This is the beginning. Again.  God is doing a new thing.  The Holy Spirit that hovered over the waters at creation hovers over Mary, and over Joseph, and over this whole situation, and the God who made it all now comes into it all by this same Spirit.  The new-thing Spirit, the hope-from-chaos Spirit, The life-out-of-barren-and-virgin-wombs Spirit.  God is doing something completely new, unexpected, unpredictable. And this is just the beginning.

Today’s Advent word is love.  We use that word today to pray for love and yearn for love and celebrate all the ways we experience love. And we take those places love is warped or waning and we point them out to God and wait for God’s response. 

But Love is who God is, and the reason God comes to begin with.
And it is "yes" to God’s love that Joseph says, maybe without even knowing that’s what he is doing. Yes. I will be part of your wild plot, your crazy conspiracy of love.  Yes I will choose to take her as my wife even though she’s pregnant. I will endure the looks and conjecture, the whispered rumors and reputation ruining, and say yes to be part of this thing you’re doing here.

And we say yes to God's love all the time without realizing that’s what we’re really doing.  “I will participate in God’s plot of love,” we say, when we uphold another’s humanity, when we listen to someone, really listen, when we give something up for someone else.  “I will be part of your love, God” we answer, when we share, or forgive, or confess, or embrace, when our ordinary lives bump into others’ ordinary lives, and we hang on and dig in for their sake.  We say yes like a peasant girl and a carpenter and some awestruck shepherds on a hillside outside town.

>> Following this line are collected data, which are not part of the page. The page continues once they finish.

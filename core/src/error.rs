//! Error types for the HTTP client façade.
//!
//! # Design
//! Construction errors (`InvalidMethod`, `InvalidUri`, `Malformed`, `Encode`,
//! `MultipartFile`, `Certificate`) are raised before any network I/O and are
//! fixed by correcting the inputs. `Transport` wraps whatever the underlying
//! client reported. `Decode` comes from the event-stream worker, where it
//! ends the stream, or from decoding a JSON body.

use std::path::PathBuf;

/// Errors returned by the client, the request builder and event streams.
#[derive(Debug, thiserror::Error)]
pub enum Error {
    /// The method is not one of GET, POST, PUT, PATCH, DELETE, OPTIONS.
    #[error("invalid request method: {0}")]
    InvalidMethod(String),

    /// The resolved URI could not be parsed or has no usable host.
    #[error("invalid request uri `{uri}`: {reason}")]
    InvalidUri { uri: String, reason: String },

    /// The request could not be assembled (bad header name or value).
    #[error("malformed request: {0}")]
    Malformed(String),

    /// A body payload could not be serialized.
    #[error("failed to encode request body: {0}")]
    Encode(String),

    /// A file-backed multipart part could not be read.
    #[error("failed to read multipart file {path:?}: {source}")]
    MultipartFile {
        path: PathBuf,
        #[source]
        source: std::io::Error,
    },

    /// A client certificate or key could not be parsed.
    #[error("invalid client certificate: {0}")]
    Certificate(String),

    /// The underlying HTTP client failed (DNS, connect, TLS, timeout, ...).
    #[error("transport error: {0}")]
    Transport(#[from] ureq::Error),

    /// The event stream contained malformed framing or could not be read.
    #[error("failed to decode event stream: {0}")]
    Decode(String),

    /// The server answered a download with a non-success status.
    #[error("unexpected HTTP status {0}")]
    HttpStatus(u16),

    #[error("I/O error: {0}")]
    Io(#[from] std::io::Error),
}

impl Error {
    /// True for errors raised while building the request, before any I/O.
    pub fn is_construction(&self) -> bool {
        matches!(
            self,
            Error::InvalidMethod(_)
                | Error::InvalidUri { .. }
                | Error::Malformed(_)
                | Error::Encode(_)
                | Error::MultipartFile { .. }
                | Error::Certificate(_)
        )
    }

    /// True only for network-level failures flagged as a timeout, whether
    /// reported by the client or by a body read.
    pub fn is_timeout(&self) -> bool {
        match self {
            Error::Transport(ureq::Error::Timeout(_)) => true,
            Error::Transport(ureq::Error::Io(e)) | Error::Io(e) => {
                e.kind() == std::io::ErrorKind::TimedOut
            }
            _ => false,
        }
    }
}
//! Request body encoder.
//!
//! # Design
//! The body sources are tried in a fixed order: form parameters, JSON, XML,
//! multipart. The first one that is present wins and the rest are ignored.
//! `BodySource::ORDER` documents that order and `active_source` walks it.
//!
//! Each source yields the bytes plus a default content type. The default is
//! applied only when the caller's headers lack one, except for multipart,
//! whose boundary-carrying type always replaces the caller's value.

use serde_json::Value;
use url::form_urlencoded;

use crate::error::Error;
use crate::multipart;
use crate::options::{Options, Params, XmlPayload};

pub const FORM_CONTENT_TYPE: &str = "application/x-www-form-urlencoded";
pub const JSON_CONTENT_TYPE: &str = "application/json";
pub const XML_CONTENT_TYPE: &str = "application/xml";

/// Root element used when a map has no single nested-map entry.
const XML_DEFAULT_ROOT: &str = "doc";

/// Kinds of body payload, in priority order.
#[derive(Debug, Clone, Copy, PartialEq, Eq)]
pub enum BodySource {
    Form,
    Json,
    Xml,
    Multipart,
}

impl BodySource {
    pub const ORDER: [BodySource; 4] = [
        BodySource::Form,
        BodySource::Json,
        BodySource::Xml,
        BodySource::Multipart,
    ];

    fn is_present(self, opts: &Options) -> bool {
        match self {
            BodySource::Form => !opts.form_params.is_empty(),
            BodySource::Json => opts.json.is_some(),
            BodySource::Xml => opts.xml.is_some(),
            BodySource::Multipart => !opts.multipart.is_empty(),
        }
    }
}

/// How the encoded body's content type combines with caller headers.
#[derive(Debug, Clone, PartialEq, Eq)]
pub enum ContentType {
    /// Used only if the caller did not set `Content-Type`.
    Default(&'static str),
    /// Replaces whatever the caller set.
    Override(String),
}

#[derive(Debug, Clone)]
pub struct EncodedBody {
    pub source: BodySource,
    pub bytes: Vec<u8>,
    pub content_type: ContentType,
}

/// First body source present on `opts`, if any.
pub fn active_source(opts: &Options) -> Option<BodySource> {
    BodySource::ORDER.into_iter().find(|s| s.is_present(opts))
}

/// Encode the active body source. `Ok(None)` means the request has no body.
pub fn encode(opts: &Options) -> Result<Option<EncodedBody>, Error> {
    let Some(source) = active_source(opts) else {
        return Ok(None);
    };

    let (bytes, content_type) = match source {
        BodySource::Form => (
            encode_form(&opts.form_params).into_bytes(),
            ContentType::Default(FORM_CONTENT_TYPE),
        ),
        BodySource::Json => {
            let bytes = serde_json::to_vec(opts.json.as_ref().unwrap_or(&Value::Null))
                .map_err(|e| Error::Encode(e.to_string()))?;
            (bytes, ContentType::Default(JSON_CONTENT_TYPE))
        }
        BodySource::Xml => {
            let xml = match &opts.xml {
                Some(XmlPayload::Map(map)) => map_to_xml(map)?,
                Some(XmlPayload::Document(doc)) => doc.clone(),
                None => String::new(),
            };
            (xml.into_bytes(), ContentType::Default(XML_CONTENT_TYPE))
        }
        BodySource::Multipart => {
            let body = multipart::write(&opts.multipart)?;
            (body.bytes, ContentType::Override(body.content_type))
        }
    };

    Ok(Some(EncodedBody {
        source,
        bytes,
        content_type,
    }))
}

/// `application/x-www-form-urlencoded` in key order; list values repeat the key.
pub fn encode_form(params: &Params) -> String {
    let mut serializer = form_urlencoded::Serializer::new(String::new());
    for (key, value) in params {
        for v in value.values() {
            serializer.append_pair(key, v);
        }
    }
    serializer.finish()
}

/// Convert a string-keyed map into an XML document.
///
/// A map holding exactly one entry whose value is itself a map uses that key
/// as the root element; anything else is wrapped in `<doc>`. Arrays become
/// repeated elements, `null` an empty element.
pub fn map_to_xml(map: &serde_json::Map<String, Value>) -> Result<String, Error> {
    let mut writer = quick_xml::Writer::new(Vec::new());
    match map.iter().next() {
        Some((root, Value::Object(inner))) if map.len() == 1 => {
            write_element(&mut writer, root, &Value::Object(inner.clone()))?;
        }
        _ => write_element(&mut writer, XML_DEFAULT_ROOT, &Value::Object(map.clone()))?,
    }
    String::from_utf8(writer.into_inner()).map_err(|e| Error::Encode(e.to_string()))
}

fn write_element(
    writer: &mut quick_xml::Writer<Vec<u8>>,
    name: &str,
    value: &Value,
) -> Result<(), Error> {
    use quick_xml::events::{BytesEnd, BytesStart, BytesText, Event};

    if !is_xml_name(name) {
        return Err(Error::Encode(format!("`{name}` is not a valid XML element name")));
    }
    match value {
        Value::Array(items) => {
            for item in items {
                write_element(writer, name, item)?;
            }
        }
        Value::Null => {
            writer
                .write_event(Event::Empty(BytesStart::new(name)))
                .map_err(xml_err)?;
        }
        Value::Object(children) => {
            writer
                .write_event(Event::Start(BytesStart::new(name)))
                .map_err(xml_err)?;
            for (child, v) in children {
                write_element(writer, child, v)?;
            }
            writer
                .write_event(Event::End(BytesEnd::new(name)))
                .map_err(xml_err)?;
        }
        scalar => {
            let text = match scalar {
                Value::String(s) => s.clone(),
                other => other.to_string(),
            };
            writer
                .write_event(Event::Start(BytesStart::new(name)))
                .map_err(xml_err)?;
            writer
                .write_event(Event::Text(BytesText::new(&text)))
                .map_err(xml_err)?;
            writer
                .write_event(Event::End(BytesEnd::new(name)))
                .map_err(xml_err)?;
        }
    }
    Ok(())
}

fn xml_err<E: std::fmt::Display>(e: E) -> Error {
    Error::Encode(e.to_string())
}

fn is_xml_name(name: &str) -> bool {
    let mut chars = name.chars();
    match chars.next() {
        Some(c) if c.is_alphabetic() || c == '_' => {}
        _ => return false,
    }
    chars.all(|c| c.is_alphanumeric() || matches!(c, '_' | '-' | '.' | ':'))
}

The amazing story of God’s Advent, God’s coming, is seen in retrospect.  It makes sense after the fact, when you get to pull back from the details and see the whole thing for what it is.

But in the moment it’s a single dream about an angel, it’s a conversation, some tears, a decision.  In the moment it’s paying taxes and packing donkeys and a dreary uncomfortable journey and painful contractions and nowhere to sleep.  In the moment it is just a moment, an ordinary moment made extraordinary because it is part of this story of Love, of God loving the world so much that God joined it with us, through us, through our ordinary moments and our yeses to God’s weird requests and to the person, or the invitation, standing before us.

Love her, be his daddy, is God’s message to Joseph. Say yes to that. Move forward into this life that I am laying out before you.
Don’t be afraid to do it. 
Say yes, and put one foot in front of the other, and see where it leads.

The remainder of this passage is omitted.